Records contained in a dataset
=== Section Start ===
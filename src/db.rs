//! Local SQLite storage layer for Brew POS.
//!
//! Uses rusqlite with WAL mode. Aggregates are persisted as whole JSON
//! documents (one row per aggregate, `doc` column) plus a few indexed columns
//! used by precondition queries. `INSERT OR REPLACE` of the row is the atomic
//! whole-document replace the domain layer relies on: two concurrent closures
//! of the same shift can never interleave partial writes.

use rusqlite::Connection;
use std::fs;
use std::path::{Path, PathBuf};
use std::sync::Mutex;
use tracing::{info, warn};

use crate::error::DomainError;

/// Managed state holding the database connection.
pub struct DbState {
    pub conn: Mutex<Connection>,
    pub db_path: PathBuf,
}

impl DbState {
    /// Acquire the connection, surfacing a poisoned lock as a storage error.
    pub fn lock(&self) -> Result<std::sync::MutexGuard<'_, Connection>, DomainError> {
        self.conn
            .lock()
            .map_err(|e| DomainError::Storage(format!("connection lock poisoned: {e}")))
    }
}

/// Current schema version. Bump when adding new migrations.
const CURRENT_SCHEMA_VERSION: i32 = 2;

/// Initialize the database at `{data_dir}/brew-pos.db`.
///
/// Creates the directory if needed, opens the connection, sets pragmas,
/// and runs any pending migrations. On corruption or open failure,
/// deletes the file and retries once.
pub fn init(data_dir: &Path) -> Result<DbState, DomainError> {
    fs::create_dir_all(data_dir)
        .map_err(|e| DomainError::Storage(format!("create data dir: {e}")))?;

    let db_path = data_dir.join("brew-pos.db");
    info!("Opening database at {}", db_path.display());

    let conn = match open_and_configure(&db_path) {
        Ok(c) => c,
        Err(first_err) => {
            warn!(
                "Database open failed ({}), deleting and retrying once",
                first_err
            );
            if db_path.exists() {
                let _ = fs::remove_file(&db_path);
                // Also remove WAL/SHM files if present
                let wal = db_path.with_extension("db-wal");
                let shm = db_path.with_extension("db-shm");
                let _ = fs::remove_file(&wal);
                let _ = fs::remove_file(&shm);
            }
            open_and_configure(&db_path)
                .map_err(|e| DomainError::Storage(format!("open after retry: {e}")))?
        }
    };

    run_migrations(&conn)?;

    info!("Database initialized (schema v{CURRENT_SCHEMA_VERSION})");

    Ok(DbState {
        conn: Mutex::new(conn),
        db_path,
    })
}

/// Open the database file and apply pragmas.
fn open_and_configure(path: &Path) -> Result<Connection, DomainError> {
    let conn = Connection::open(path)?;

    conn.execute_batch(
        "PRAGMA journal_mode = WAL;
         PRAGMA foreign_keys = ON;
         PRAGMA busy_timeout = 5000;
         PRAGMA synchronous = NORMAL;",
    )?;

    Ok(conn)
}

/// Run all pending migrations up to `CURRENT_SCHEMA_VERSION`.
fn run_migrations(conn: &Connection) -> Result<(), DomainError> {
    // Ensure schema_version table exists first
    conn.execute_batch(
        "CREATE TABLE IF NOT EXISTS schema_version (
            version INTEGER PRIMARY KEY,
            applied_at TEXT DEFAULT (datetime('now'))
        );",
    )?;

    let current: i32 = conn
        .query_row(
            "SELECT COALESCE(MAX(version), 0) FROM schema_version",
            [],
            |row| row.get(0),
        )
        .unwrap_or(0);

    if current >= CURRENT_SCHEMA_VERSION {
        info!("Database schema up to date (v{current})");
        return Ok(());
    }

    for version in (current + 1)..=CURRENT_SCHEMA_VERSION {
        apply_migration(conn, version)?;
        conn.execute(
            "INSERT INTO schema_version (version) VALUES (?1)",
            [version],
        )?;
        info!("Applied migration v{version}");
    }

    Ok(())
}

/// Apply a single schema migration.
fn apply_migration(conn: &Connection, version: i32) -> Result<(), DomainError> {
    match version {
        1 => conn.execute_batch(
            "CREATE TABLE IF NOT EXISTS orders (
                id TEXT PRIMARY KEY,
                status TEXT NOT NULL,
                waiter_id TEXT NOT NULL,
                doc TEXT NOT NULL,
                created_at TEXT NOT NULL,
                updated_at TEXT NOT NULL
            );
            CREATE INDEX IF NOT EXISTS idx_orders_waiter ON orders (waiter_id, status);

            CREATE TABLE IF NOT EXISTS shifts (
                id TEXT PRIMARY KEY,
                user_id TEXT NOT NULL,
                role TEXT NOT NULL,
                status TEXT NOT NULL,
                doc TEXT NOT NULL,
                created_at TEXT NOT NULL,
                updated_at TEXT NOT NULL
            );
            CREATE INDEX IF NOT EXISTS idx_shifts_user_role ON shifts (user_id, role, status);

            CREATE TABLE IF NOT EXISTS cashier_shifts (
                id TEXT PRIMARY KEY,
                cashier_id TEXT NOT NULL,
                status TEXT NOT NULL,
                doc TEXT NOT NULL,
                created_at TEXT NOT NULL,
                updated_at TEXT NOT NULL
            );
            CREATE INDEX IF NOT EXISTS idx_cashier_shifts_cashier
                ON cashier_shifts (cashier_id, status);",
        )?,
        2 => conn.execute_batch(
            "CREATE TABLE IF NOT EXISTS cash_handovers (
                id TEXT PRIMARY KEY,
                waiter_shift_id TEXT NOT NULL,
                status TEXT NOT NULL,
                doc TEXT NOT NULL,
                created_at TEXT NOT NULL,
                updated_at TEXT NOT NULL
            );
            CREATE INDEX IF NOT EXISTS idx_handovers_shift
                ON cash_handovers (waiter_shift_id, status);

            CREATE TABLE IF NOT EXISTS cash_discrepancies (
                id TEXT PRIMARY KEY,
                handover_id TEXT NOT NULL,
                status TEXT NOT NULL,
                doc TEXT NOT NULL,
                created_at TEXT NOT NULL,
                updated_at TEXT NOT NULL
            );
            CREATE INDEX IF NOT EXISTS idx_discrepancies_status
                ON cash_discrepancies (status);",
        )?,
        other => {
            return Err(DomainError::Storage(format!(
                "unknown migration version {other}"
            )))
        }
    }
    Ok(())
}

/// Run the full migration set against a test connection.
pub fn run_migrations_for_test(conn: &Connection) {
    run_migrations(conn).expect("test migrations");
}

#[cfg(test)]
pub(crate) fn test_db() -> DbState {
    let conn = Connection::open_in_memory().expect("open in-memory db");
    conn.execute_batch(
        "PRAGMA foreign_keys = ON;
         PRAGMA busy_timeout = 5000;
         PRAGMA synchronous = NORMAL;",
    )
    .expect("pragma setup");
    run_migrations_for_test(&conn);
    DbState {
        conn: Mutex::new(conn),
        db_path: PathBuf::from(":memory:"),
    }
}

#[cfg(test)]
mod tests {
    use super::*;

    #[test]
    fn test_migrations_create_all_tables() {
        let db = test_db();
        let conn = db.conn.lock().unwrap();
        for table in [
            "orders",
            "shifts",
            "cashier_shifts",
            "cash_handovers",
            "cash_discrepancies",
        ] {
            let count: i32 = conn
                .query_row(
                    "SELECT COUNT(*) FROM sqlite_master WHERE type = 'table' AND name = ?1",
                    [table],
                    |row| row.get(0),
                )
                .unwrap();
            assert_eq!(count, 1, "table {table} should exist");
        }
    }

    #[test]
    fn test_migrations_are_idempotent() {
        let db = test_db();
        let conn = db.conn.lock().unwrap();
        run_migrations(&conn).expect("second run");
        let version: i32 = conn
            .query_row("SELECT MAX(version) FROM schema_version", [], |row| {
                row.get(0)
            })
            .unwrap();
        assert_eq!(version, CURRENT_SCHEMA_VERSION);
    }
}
=== Section End ===
=== Section Start ===
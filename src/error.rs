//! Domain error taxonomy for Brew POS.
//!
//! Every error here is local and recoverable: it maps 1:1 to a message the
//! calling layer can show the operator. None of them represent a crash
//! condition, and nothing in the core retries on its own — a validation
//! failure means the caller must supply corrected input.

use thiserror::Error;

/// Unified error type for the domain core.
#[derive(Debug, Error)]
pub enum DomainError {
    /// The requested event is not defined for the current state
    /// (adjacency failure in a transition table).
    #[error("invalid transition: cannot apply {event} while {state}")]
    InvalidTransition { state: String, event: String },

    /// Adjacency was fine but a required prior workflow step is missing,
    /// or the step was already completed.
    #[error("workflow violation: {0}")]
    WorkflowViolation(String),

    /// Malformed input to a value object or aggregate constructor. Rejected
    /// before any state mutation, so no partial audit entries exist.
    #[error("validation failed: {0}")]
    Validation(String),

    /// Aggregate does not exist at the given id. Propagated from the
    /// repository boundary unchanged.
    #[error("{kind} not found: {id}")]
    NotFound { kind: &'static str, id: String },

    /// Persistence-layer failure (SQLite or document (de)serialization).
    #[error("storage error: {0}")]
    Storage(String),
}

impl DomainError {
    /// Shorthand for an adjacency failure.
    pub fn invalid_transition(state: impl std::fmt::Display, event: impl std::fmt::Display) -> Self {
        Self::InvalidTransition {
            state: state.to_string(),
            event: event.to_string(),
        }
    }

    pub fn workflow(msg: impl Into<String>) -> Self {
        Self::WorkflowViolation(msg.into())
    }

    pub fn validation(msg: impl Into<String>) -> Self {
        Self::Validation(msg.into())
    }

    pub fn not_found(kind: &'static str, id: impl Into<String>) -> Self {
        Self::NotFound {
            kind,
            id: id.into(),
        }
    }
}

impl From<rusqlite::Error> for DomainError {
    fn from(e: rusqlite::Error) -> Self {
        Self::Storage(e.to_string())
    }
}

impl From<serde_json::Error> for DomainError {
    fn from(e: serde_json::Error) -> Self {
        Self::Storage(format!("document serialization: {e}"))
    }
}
=== Section End ===
=== Section Start ===
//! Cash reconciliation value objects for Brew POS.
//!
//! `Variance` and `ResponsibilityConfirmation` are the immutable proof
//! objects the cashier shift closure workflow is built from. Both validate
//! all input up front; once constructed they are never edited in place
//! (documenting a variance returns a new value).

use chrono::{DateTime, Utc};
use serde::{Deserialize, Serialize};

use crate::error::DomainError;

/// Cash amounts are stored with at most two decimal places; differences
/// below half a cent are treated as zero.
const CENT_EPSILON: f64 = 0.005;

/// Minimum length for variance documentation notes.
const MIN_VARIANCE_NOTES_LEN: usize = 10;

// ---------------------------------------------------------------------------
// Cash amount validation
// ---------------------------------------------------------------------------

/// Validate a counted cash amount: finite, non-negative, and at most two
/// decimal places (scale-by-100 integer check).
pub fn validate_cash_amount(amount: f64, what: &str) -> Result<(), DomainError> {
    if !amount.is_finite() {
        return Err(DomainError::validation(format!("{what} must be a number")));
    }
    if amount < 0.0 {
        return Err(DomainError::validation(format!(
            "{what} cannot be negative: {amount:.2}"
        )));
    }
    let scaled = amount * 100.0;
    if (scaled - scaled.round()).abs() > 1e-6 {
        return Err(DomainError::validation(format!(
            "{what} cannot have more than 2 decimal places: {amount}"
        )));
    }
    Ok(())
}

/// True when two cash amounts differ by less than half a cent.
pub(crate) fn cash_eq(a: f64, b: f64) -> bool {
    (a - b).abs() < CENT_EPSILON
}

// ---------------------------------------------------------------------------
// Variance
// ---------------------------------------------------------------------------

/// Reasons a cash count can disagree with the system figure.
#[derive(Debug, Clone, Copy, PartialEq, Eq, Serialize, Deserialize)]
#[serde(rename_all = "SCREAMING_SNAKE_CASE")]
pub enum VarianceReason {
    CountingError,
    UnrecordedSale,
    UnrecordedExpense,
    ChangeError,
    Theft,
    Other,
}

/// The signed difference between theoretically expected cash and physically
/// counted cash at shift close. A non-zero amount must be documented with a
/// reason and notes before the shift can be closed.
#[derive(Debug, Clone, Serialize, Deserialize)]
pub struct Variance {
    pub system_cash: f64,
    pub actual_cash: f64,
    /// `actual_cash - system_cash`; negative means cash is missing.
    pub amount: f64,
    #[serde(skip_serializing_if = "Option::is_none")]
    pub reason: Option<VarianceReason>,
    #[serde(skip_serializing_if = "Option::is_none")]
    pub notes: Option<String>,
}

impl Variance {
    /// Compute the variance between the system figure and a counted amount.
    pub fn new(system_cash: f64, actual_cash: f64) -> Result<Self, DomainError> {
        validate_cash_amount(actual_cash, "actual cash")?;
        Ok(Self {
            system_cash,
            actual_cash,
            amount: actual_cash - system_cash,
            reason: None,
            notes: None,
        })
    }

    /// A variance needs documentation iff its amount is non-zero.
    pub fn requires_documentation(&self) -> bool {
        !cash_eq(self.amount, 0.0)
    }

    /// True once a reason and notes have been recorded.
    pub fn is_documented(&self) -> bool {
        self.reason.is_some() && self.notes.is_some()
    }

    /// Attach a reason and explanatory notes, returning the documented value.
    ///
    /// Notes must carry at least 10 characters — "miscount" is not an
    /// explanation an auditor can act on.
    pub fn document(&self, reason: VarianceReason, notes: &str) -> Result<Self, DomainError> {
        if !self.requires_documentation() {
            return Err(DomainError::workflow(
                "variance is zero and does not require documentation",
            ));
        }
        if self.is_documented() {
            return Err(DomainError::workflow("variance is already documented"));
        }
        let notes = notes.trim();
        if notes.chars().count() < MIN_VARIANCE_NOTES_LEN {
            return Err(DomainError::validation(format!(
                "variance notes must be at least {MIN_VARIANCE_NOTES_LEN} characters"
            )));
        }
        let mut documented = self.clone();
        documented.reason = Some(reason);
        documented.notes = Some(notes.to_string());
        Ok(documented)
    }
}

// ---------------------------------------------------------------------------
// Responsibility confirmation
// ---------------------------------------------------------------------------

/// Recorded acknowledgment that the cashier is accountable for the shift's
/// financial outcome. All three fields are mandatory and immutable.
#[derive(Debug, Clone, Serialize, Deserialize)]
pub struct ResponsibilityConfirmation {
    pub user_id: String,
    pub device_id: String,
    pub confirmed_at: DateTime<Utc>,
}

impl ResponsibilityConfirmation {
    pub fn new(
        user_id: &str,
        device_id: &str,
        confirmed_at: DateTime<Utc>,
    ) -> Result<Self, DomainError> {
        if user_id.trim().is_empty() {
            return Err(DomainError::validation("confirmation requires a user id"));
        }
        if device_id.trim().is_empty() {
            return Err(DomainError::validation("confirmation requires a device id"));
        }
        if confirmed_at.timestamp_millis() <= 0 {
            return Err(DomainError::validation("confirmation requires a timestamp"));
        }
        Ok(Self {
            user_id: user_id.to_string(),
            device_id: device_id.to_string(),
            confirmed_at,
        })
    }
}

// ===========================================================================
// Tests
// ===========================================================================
=== Section End ===
**Goal of the exercise**. Out of the data above, set down the lines from the one with "was already completed." to the one with "audit entries exist.", both included, exactly as written and with no additions.

**Reply**.
    /// or the step was already completed.
    #[error("workflow violation: {0}")]
    WorkflowViolation(String),

    /// Malformed input to a value object or aggregate constructor. Rejected
    /// before any state mutation, so no partial audit entries exist.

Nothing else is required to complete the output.